WHAT’S IT ALL ABOUT: A compendium of Charles’ best tracks after leaving Atlantic Records. There’s some great stuff but it also showcases his decline as a performer and an influencer on the charts.
SOME WORDS, PHRASES AND CLAUSES ABOUT THIS RECORD: Did you know that after 1963, Ray Charles only had one Top 10 pop hit? That he had just one #1 R&B hit after 1962? The decline of Ray Charles on the charts, which was steep after his groundbreaking Modern Sounds in Country & Western Music sets (1962 and 1963, is quite telling in this set.
In this set, Charles and / or his producers tried to be all things to all people. He dabbled in jazz, focused on C&W for a couple of years, returned to R&B and rock on occasion, and made most of his records in the vocal pop arena where his records were competing with many others.

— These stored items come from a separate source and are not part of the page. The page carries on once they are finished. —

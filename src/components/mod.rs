//! Reusable visual building blocks: code views, token streams, boxes and connector graphs.

/// S-shaped connectors between two points or nodes.
pub mod bezier;
/// Rounded boxes sized around a text label.
pub mod box_node;
/// Code buffer with an animated selection cursor and highlight stamps.
pub mod code;
/// Token lists and the player that walks them across a code view.
pub mod tokenizer;
/// Nodes joined by labeled connectors, with reveal and focus animations.
pub mod tree_graph;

Charles, many times, had corny arrangements, too many strings, and backing vocals that inhibited him. He also had a heroin habit that he couldn’t kick until 1965.

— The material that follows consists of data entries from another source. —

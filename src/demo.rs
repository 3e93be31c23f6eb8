//! Built-in storyboards and the drivers that turn them into frames.
//!
//! A storyboard builds its scene, then plays tasks on a [`Timeline`] that reports every frame to
//! a callback. [`render_frame`] and [`render_video`] plug a rasterizer into that callback.

use serde::{Deserialize, Serialize};

use crate::{
    animation::{
        ease::Ease,
        task::{BoxTask, Task, all, run_to_end, sequence, tween},
        timeline::Timeline,
    },
    components::{
        box_node::BoxNode,
        code::CodeView,
        tokenizer::{AnimatedToken, TokenList, TokenOffset, TokenStreamPlayer},
        tree_graph::{DEFAULT_REVEAL_DELAY, Edge, TreeGraph},
    },
    encode::sink::{FrameSink, SinkConfig},
    foundation::{
        color::CodeColor,
        core::{Fps, FrameIndex, Point},
        error::{LexvisError, LexvisResult},
    },
    render::{
        RenderSettings,
        raster::{FrameRGBA, Rasterizer},
        svg::scene_to_svg,
    },
    scene::{Prop, Scene, measure::TextStyle, node::NodeId},
};

/// The example program both storyboards explain, flattened onto one line.
pub const EXAMPLE_CODE: &str = r#"if "Hi": output = True else: output = False"#;

const CODE_FONT_SIZE: f64 = 40.0;
const NODE_FONT_SIZE: f64 = 40.0;
const TOKEN_FONT_SIZE: f64 = 32.0;
const TOKEN_BOX_DROP: f64 = 40.0;

/// Syntax tree of [`EXAMPLE_CODE`].
const PARSER_GRAPH: &str = r#"{
    "nodes": [
        { "label": "Conditional", "x": 0, "y": -270 },
        { "label": "Literal(\"Hi\")", "x": -400, "y": 0 },
        { "label": "VarDecl", "x": 0, "y": 0 },
        { "label": "VarDecl", "x": 400, "y": 0 },
        { "label": "output", "x": -200, "y": 270 },
        { "label": "Literal(True)", "x": 250, "y": 270 }
    ],
    "edges": [
        [0, 1, "test"],
        [0, 2, "body"],
        [0, 3, "otherwise"],
        [2, 4, "var"],
        [2, 5, "expr"]
    ]
}"#;

// Letters of EXAMPLE_CODE each parse-tree edge points at.
const EDGE_SPANS: [(f64, f64); 5] = [
    (3.0, 7.0),
    (9.0, 22.0),
    (23.0, 43.0),
    (9.0, 15.0),
    (18.0, 22.0),
];

/// Token stream of [`EXAMPLE_CODE`], slowing down less and less as it goes.
pub fn example_tokens() -> Vec<AnimatedToken> {
    use CodeColor::*;
    [
        ((0, 2), 1.0, Blue),
        ((1, 4), 0.5, Green),
        ((0, 1), 0.4, White),
        ((1, 6), 0.35, Cyan),
        ((1, 1), 0.3, Green),
        ((1, 4), 0.3, Orange),
        ((1, 4), 0.25, Blue),
        ((0, 1), 0.25, White),
        ((1, 6), 0.25, Cyan),
        ((1, 1), 0.2, Green),
        ((1, 5), 0.2, Orange),
    ]
    .into_iter()
    .map(|((gap, len), d, color)| AnimatedToken(TokenOffset(gap, len), d, color))
    .collect()
}

/// Built-in storyboard.
#[derive(Clone, Copy, Debug, PartialEq, Eq)]
pub enum Demo {
    /// The lexer walks the example code and drops a box under every token.
    Tokens,
    /// The parse tree of the example code is revealed edge by edge.
    Parser,
}

impl Demo {
    /// Every storyboard.
    pub const ALL: [Self; 2] = [Self::Tokens, Self::Parser];

    /// Name used on the command line.
    pub fn name(self) -> &'static str {
        match self {
            Self::Tokens => "tokens",
            Self::Parser => "parser",
        }
    }
}

impl std::str::FromStr for Demo {
    type Err = LexvisError;

    fn from_str(s: &str) -> Result<Self, Self::Err> {
        Self::ALL
            .into_iter()
            .find(|d| d.name() == s)
            .ok_or_else(|| LexvisError::validation(format!("unknown demo '{s}'")))
    }
}

/// Play `demo` from the start, calling `on_frame` with every emitted frame.
///
/// Returns the number of frames emitted.
#[tracing::instrument(skip(on_frame), fields(demo = demo.name()))]
pub fn play<F>(demo: Demo, fps: Fps, on_frame: &mut F) -> LexvisResult<u64>
where
    F: FnMut(&Scene, FrameIndex) -> LexvisResult<()>,
{
    let mut scene = Scene::default();
    let mut timeline = Timeline::new(fps);
    match demo {
        Demo::Tokens => tokens_storyboard(&mut scene, &mut timeline, on_frame)?,
        Demo::Parser => parser_storyboard(&mut scene, &mut timeline, on_frame)?,
    }
    tracing::info!(frames = timeline.frame().0, "storyboard finished");
    Ok(timeline.frame().0)
}

/// Rasterize the frame of `demo` showing time `secs`.
///
/// Times past the end show the last frame.
pub fn render_frame(
    demo: Demo,
    settings: &RenderSettings,
    rasterizer: &Rasterizer,
    secs: f64,
) -> LexvisResult<FrameRGBA> {
    if !secs.is_finite() || secs < 0.0 {
        return Err(LexvisError::validation(format!(
            "frame time must be a non-negative number of seconds, got {secs}"
        )));
    }
    let target = (secs * settings.fps.as_f64()).floor() as u64;
    let mut svg = None;
    play(demo, settings.fps, &mut |scene: &Scene, idx: FrameIndex| {
        if idx.0 <= target {
            svg = Some(scene_to_svg(scene, settings.canvas, settings.background)?);
        }
        Ok(())
    })?;
    let svg = svg.ok_or_else(|| LexvisError::render("storyboard emitted no frames"))?;
    rasterizer.rasterize(&svg)
}

/// Render every frame of `demo` into `sink`; returns the frame count.
pub fn render_video(
    demo: Demo,
    settings: &RenderSettings,
    rasterizer: &Rasterizer,
    sink: &mut dyn FrameSink,
) -> LexvisResult<u64> {
    sink.begin(SinkConfig {
        width: settings.canvas.width,
        height: settings.canvas.height,
        fps: settings.fps,
    })?;
    let frames = play(demo, settings.fps, &mut |scene: &Scene, idx: FrameIndex| {
        let frame = rasterizer.render_scene(scene, settings)?;
        sink.push_frame(idx, &frame)
    })?;
    sink.end()?;
    Ok(frames)
}

fn code_style() -> TextStyle {
    TextStyle {
        font_size: CODE_FONT_SIZE,
        ..TextStyle::default()
    }
}

fn hold_for<F>(
    timeline: &mut Timeline,
    scene: &Scene,
    secs: f64,
    on_frame: &mut F,
) -> LexvisResult<()>
where
    F: FnMut(&Scene, FrameIndex) -> LexvisResult<()>,
{
    let frames = timeline.fps().secs_to_frames_ceil(secs);
    timeline.hold(scene, frames, on_frame)
}

fn tokens_storyboard<F>(
    scene: &mut Scene,
    timeline: &mut Timeline,
    on_frame: &mut F,
) -> LexvisResult<()>
where
    F: FnMut(&Scene, FrameIndex) -> LexvisResult<()>,
{
    let root = scene.root();
    let view = CodeView::new(scene, root, EXAMPLE_CODE, code_style(), (0.0, -300.0))?;
    hold_for(timeline, scene, 0.5, on_frame)?;

    let mut player = TokenStreamPlayer::new(view);
    let mut lexing = player.tokenize_animated(example_tokens());
    timeline.play(scene, &mut lexing, on_frame)?;
    let tokens = lexing.into_tokens();

    // One box per token, alternating rows so neighbours do not overlap.
    let code_bottom = scene.world_bounds(view.id())?.y1;
    let mut reveals: Vec<BoxTask<'static>> = Vec::with_capacity(tokens.len());
    for (i, token) in tokens.iter().enumerate() {
        let x = scene.world_bounds(token.container)?.center().x;
        let y = if i % 2 == 0 { -100.0 } else { 0.0 };
        let text = token.content(scene)?;
        // Boxes start a little high and settle into their row as they fade in.
        let node = BoxNode::token_box(
            scene,
            root,
            text,
            token.color,
            TextStyle::label(TOKEN_FONT_SIZE),
            (x, y - TOKEN_BOX_DROP),
        )?;
        scene.set(Prop::Opacity(node.id()), 0.0)?;
        let join = node.join_to_point(scene, root, (x, code_bottom + 10.0))?;
        join.set_progress(scene, 0.0)?;
        let settle = all(vec![
            tween(Prop::Opacity(node.id()), 1.0, 1.0)
                .with_ease(Ease::OutQuad)
                .boxed(),
            tween(Prop::Y(node.id()), y, 1.0)
                .with_ease(Ease::InOutCubic)
                .boxed(),
        ]);
        reveals.push(sequence(0.25, vec![join.reveal(1.0).boxed(), settle.boxed()]).boxed());
    }
    timeline.play(scene, sequence(0.5, reveals), on_frame)?;
    hold_for(timeline, scene, 1.0, on_frame)
}

fn parser_storyboard<F>(
    scene: &mut Scene,
    timeline: &mut Timeline,
    on_frame: &mut F,
) -> LexvisResult<()>
where
    F: FnMut(&Scene, FrameIndex) -> LexvisResult<()>,
{
    let root = scene.root();
    let view = CodeView::new(scene, root, EXAMPLE_CODE, code_style(), (0.0, -420.0))?;
    let graph = GraphDef::from_json(PARSER_GRAPH)?.build(scene, root, (200.0, 100.0))?;
    graph.hide_all(scene)?;
    hold_for(timeline, scene, 0.5, on_frame)?;

    timeline.play(
        scene,
        all(vec![
            graph.focus_node(0, 1.0)?.boxed(),
            view.animate_selection(0.0, 2.0, 1.0).boxed(),
        ]),
        on_frame,
    )?;

    for (i, (start, end)) in EDGE_SPANS.into_iter().enumerate() {
        hold_for(timeline, scene, 0.5, on_frame)?;
        timeline.play(
            scene,
            all(vec![
                graph.reveal_edge(i, 1.0, DEFAULT_REVEAL_DELAY)?.boxed(),
                graph.focus_edge(i, 1.0)?.boxed(),
                view.animate_selection(start, end, 1.0).boxed(),
            ]),
            on_frame,
        )?;
    }

    hold_for(timeline, scene, 0.5, on_frame)?;
    timeline.play(
        scene,
        all(vec![
            graph.clear_focus(1.0).boxed(),
            view.animate_selection(0.0, 0.0, 1.0).boxed(),
        ]),
        on_frame,
    )?;
    hold_for(timeline, scene, 1.0, on_frame)
}

/// One box of a [`GraphDef`].
#[derive(Clone, Debug, PartialEq, Serialize, Deserialize)]
pub struct NodeDef {
    /// Box label.
    pub label: String,
    /// X relative to the graph origin.
    #[serde(default)]
    pub x: f64,
    /// Y relative to the graph origin.
    #[serde(default)]
    pub y: f64,
}

/// `[from, to]` or `[from, to, label]`.
#[derive(Clone, Debug, PartialEq, Serialize, Deserialize)]
#[serde(untagged)]
pub enum EdgeDef {
    /// Edge with a text caption.
    Labeled(usize, usize, String),
    /// Edge without a caption.
    Bare(usize, usize),
}

/// Tree graph written as JSON: `{"nodes": [{"label", "x", "y"}], "edges": [[from, to, label?]]}`.
#[derive(Clone, Debug, PartialEq, Serialize, Deserialize)]
pub struct GraphDef {
    /// Boxes, addressed by position.
    pub nodes: Vec<NodeDef>,
    /// Connectors between boxes.
    #[serde(default)]
    pub edges: Vec<EdgeDef>,
}

impl GraphDef {
    /// Parse a graph definition.
    pub fn from_json(s: &str) -> LexvisResult<Self> {
        serde_json::from_str(s)
            .map_err(|e| LexvisError::validation(format!("invalid graph definition: {e}")))
    }

    /// Create the boxes and the graph joining them under `parent`.
    ///
    /// Edge indices are checked before anything is added to the scene.
    pub fn build(
        &self,
        scene: &mut Scene,
        parent: NodeId,
        at: impl Into<Point>,
    ) -> LexvisResult<TreeGraph> {
        let edges: Vec<Edge> = self
            .edges
            .iter()
            .map(|e| match e {
                EdgeDef::Labeled(from, to, label) => Edge::new(*from, *to, label.as_str()),
                EdgeDef::Bare(from, to) => Edge::bare(*from, *to),
            })
            .collect();
        for (i, e) in edges.iter().enumerate() {
            if e.from >= self.nodes.len() || e.to >= self.nodes.len() {
                return Err(LexvisError::graph(format!(
                    "edge {i} ({} -> {}) points past the {} defined nodes",
                    e.from,
                    e.to,
                    self.nodes.len()
                )));
            }
        }

        let mut nodes = Vec::with_capacity(self.nodes.len());
        for n in &self.nodes {
            let node = BoxNode::tree_node(
                scene,
                parent,
                n.label.as_str(),
                TextStyle::label(NODE_FONT_SIZE),
                (n.x, n.y),
            )?;
            nodes.push(node.id());
        }
        TreeGraph::new(scene, parent, at, nodes, edges)
    }
}

/// A stamped token as reported by [`stamp_tokens`].
#[derive(Clone, Debug, PartialEq, Serialize)]
pub struct TokenReport {
    /// First letter.
    pub start: usize,
    /// One past the last letter.
    pub end: usize,
    /// Highlight color.
    pub color: CodeColor,
    /// Letters under the span.
    pub content: String,
}

/// Play `tokens` over `code` to completion and report what was stamped.
pub fn stamp_tokens(code: &str, tokens: TokenList, fps: Fps) -> LexvisResult<Vec<TokenReport>> {
    let mut scene = Scene::default();
    let root = scene.root();
    let view = CodeView::new(&mut scene, root, code, code_style(), (0.0, 0.0))?;
    let letters = code.chars().count();

    let mut player = TokenStreamPlayer::new(view);
    let mut task = player.play(tokens);
    run_to_end(&mut scene, &mut task, fps.frame_duration_secs())?;

    task.into_tokens()
        .into_iter()
        .map(|t| {
            let (start, end) = t.span.letter_range(letters);
            Ok(TokenReport {
                start,
                end,
                color: t.color,
                content: t.content(&scene)?,
            })
        })
        .collect()
}

#[cfg(test)]
#[path = "../tests/unit/demo.rs"]
mod tests;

He also owned his masters for this era, so recording fresh material wasn’t a big priority for him when his hits started to get play on oldies stations. Except for occasional sightings on the charts, he was more of a nostalgia act with a few C&W and R&B duets. As this set goes on, you wish that his voice wasn’t wasted on gunky adult contemporary ballads and unnecessary cover versions.
NOTES & MINUTIAE: His third arrest in 1964 was the one that got him to kick the habit. He had to choose rehab or jail, and wasn’t released from parole until 1966.
IS THERE A DELUXE VERSION: No, and many of his post-Atlantic albums aren’t streaming, so you’re stuck with this.
GRADE B: His Atlantic Records set is well worth the investment in time and money, even if you’re not a Charles completist. This, not so much. You have to pick and choose to avoid the syrup.